Kolajen takviyesini hiyalüronik asit, C ve B vitaminleri ile birlikte kullanmak, vücut tarafından emilimini ve etkinliğini artırır. Antioksidan özelliği olan Glutatyon, Koenzim Q10, Biotin, Alfa Lipoik Asit gibi ürünler kullanılabilir.

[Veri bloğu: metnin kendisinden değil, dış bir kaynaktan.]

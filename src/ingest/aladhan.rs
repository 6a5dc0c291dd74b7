//! AlAdhan Prayer Times API Client
//!
//! Retrieves the Gregorian/Hijri date and daily prayer timings for either a
//! coordinate pair or a city/country pair.
//!
//! API Documentation: https://aladhan.com/prayer-times-api
//! Coordinate lookup:  {base}/timings/{DD-MM-YYYY}?latitude=&longitude=&method=
//! City lookup:        {base}/timingsByCity/{DD-MM-YYYY}?city=&country=&method=

use reqwest::Url;
use serde::Deserialize;
use serde_json::{Map, Value};
use std::time::Duration;

use super::TimingsProvider;
use crate::logging::{self, Component};
use crate::model::{Location, PrayerError, ProviderDay, TimingsQuery};

pub const ALADHAN_BASE_URL: &str = "https://api.aladhan.com/v1";

// ============================================================================
// AlAdhan API Response Structures
// ============================================================================

/// Top-level envelope. On failure `data` is a plain string message, so it is
/// only decoded further once `code` says the call succeeded.
#[derive(Debug, Deserialize)]
pub struct AladhanEnvelope {
    pub code: i64,
    #[serde(default)]
    pub status: Option<String>,
    #[serde(default)]
    pub data: Value,
}

#[derive(Debug, Deserialize)]
pub struct AladhanDay {
    pub date: AladhanDate,
    pub timings: Map<String, Value>,
}

#[derive(Debug, Deserialize)]
pub struct AladhanDate {
    pub readable: String,
    pub hijri: AladhanHijri,
}

#[derive(Debug, Deserialize)]
pub struct AladhanHijri {
    pub day: Value,   // "05" in practice, but numbers are tolerated
    pub month: AladhanName,
    pub year: Value,
    pub weekday: AladhanName,
}

#[derive(Debug, Deserialize)]
pub struct AladhanName {
    pub en: String,
}

// ============================================================================
// URL construction
// ============================================================================

/// Builds the full request URL for a query against `base_url`.
pub fn build_timings_url(base_url: &str, query: &TimingsQuery) -> Result<Url, PrayerError> {
    let base = base_url.trim_end_matches('/');
    let method = query.method.to_string();

    let parsed = match &query.location {
        Location::Coordinates { latitude, longitude } => Url::parse_with_params(
            &format!("{}/timings/{}", base, query.date),
            &[
                ("latitude", latitude.to_string()),
                ("longitude", longitude.to_string()),
                ("method", method),
            ],
        ),
        Location::City { city, country } => Url::parse_with_params(
            &format!("{}/timingsByCity/{}", base, query.date),
            &[
                ("city", city.clone()),
                ("country", country.clone()),
                ("method", method),
            ],
        ),
    };

    parsed.map_err(|e| PrayerError::Upstream(format!("Bad provider URL: {}", e)))
}

// ============================================================================
// Response parsing
// ============================================================================

/// Renders a JSON scalar the way it would appear when interpolated into text.
fn scalar_text(value: &Value) -> Option<String> {
    match value {
        Value::String(s) => Some(s.clone()),
        Value::Number(n) => Some(n.to_string()),
        _ => None,
    }
}

/// Parse an AlAdhan timings response body.
///
/// Fails with `PrayerError::Upstream` when the body is not JSON, when
/// `code` is anything but 200, or when an expected field is missing.
pub fn parse_timings_response(body: &str) -> Result<ProviderDay, PrayerError> {
    let envelope: AladhanEnvelope = serde_json::from_str(body)
        .map_err(|e| PrayerError::Upstream(format!("Parse error: {}", e)))?;

    if envelope.code != 200 {
        let reason = scalar_text(&envelope.data)
            .or(envelope.status)
            .unwrap_or_default();
        return Err(PrayerError::Upstream(format!(
            "Provider rejected query: code {} {}",
            envelope.code, reason
        )));
    }

    let day: AladhanDay = serde_json::from_value(envelope.data)
        .map_err(|e| PrayerError::Upstream(format!("Parse error: {}", e)))?;

    let hijri = day.date.hijri;
    let hijri_day = scalar_text(&hijri.day)
        .ok_or_else(|| PrayerError::Upstream("Parse error: hijri.day is not a scalar".into()))?;
    let hijri_year = scalar_text(&hijri.year)
        .ok_or_else(|| PrayerError::Upstream("Parse error: hijri.year is not a scalar".into()))?;

    Ok(ProviderDay {
        readable_date: day.date.readable,
        hijri_day,
        hijri_month: hijri.month.en,
        hijri_year,
        hijri_weekday: hijri.weekday.en,
        timings: day.timings,
    })
}

// ============================================================================
// API Client
// ============================================================================

/// Blocking AlAdhan client. Build it once at startup and share it.
pub struct AladhanClient {
    client: reqwest::blocking::Client,
    base_url: String,
}

impl AladhanClient {
    /// Creates a client whose every request is bounded by `timeout`.
    pub fn new(base_url: &str, timeout: Duration) -> Result<Self, reqwest::Error> {
        let client = reqwest::blocking::Client::builder()
            .timeout(timeout)
            .build()?;

        Ok(Self {
            client,
            base_url: base_url.to_string(),
        })
    }
}

impl TimingsProvider for AladhanClient {
    fn fetch_day(&self, query: &TimingsQuery) -> Result<ProviderDay, PrayerError> {
        let url = build_timings_url(&self.base_url, query)?;
        let context = query.context();
        logging::debug(Component::Aladhan, Some(&context), &format!("GET {}", url));

        let response = self
            .client
            .get(url)
            .header("Accept", "application/json")
            .send()
            .map_err(|e| PrayerError::Upstream(format!("Request failed: {}", e)))?;

        let status = response.status();
        let body = response
            .text()
            .map_err(|e| PrayerError::Upstream(format!("Failed to read response: {}", e)))?;

        let parsed = parse_timings_response(&body);
        if status.is_success() {
            return parsed;
        }

        // Any non-2xx fails; the body only adds detail to the message.
        let detail = match parsed {
            Ok(_) => "body claimed success".to_string(),
            Err(err) => err.to_string(),
        };
        Err(PrayerError::Upstream(format!(
            "HTTP error: {} ({})",
            status.as_u16(),
            detail
        )))
    }
}

// ============================================================================
// Tests
// ============================================================================


// ---------------------------------------------------------------------------
// Integration Tests - Live API
// ---------------------------------------------------------------------------
//
// Marked #[ignore] so normal builds don't depend on AlAdhan availability.
//
// To run these tests manually:
//   cargo test -- --ignored aladhan_live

Kolajen ne zaman alınmalı?

Kolajen takiyelerinin aç alınması emiliminin daha iyi olmasını sağlar, kahvaltıdan yarım saat önce veya gece yatmadan önce alınabilir. Kolajen takviyelerinin akşam saatlerinde tüketilmesi ise vücutta yenilenme sürecinde daha yüksek oranda kullanılmalarını sağlamaktadır.

Ne sıklıkla kullanılmalı?

Oral kolajen takviyelerinin 30-35 yaşlardan itibaren kullanılması önerilmektedir. Kolajen, genellikle yılda 2 kez önerilir. En az 3 aylık kullanım sonrasında 3 ay ara verilecek şekilde kürler şeklinde kullanılabilir.

Hangi tür kolajen kullanılmalı?

Balık kaynaklı veya sığır kaynaklı kolajenler arasında etkinlik farkı olmasa da, balık kolajeni daha küçük olduğundan daha kolay emilebilir. Deniz ürünlerine alerjisi olanlar balık kolajenini kullanmamalıdır. Deri sağlığı açısından tip 1 ve tip 3 kolajen içerikli ürünler tercih edilmelidir.

Kolajen içeren besinler nelerdir?

Kolajen yediğimiz besinler içerisinde de oldukça fazla bulunan bir bileşendir. Kolajen açısından zengin besinler ise şunlardır:

• Et ve kemik suyu
• Yeşil sebzeler
• Kırmızı sebze ve meyveler
• Yumurtanın beyazı
• Sarımsak
• Avokado
• Soya ürünleri

Ancak kolajen, yapısı gereği büyük bir molekül olduğundan vücut tarafından kullanılabilirliği zordur.

Kolajen takviyelerinin doktor önerisi ve kontrolü altında kullanımı önerilmektedir.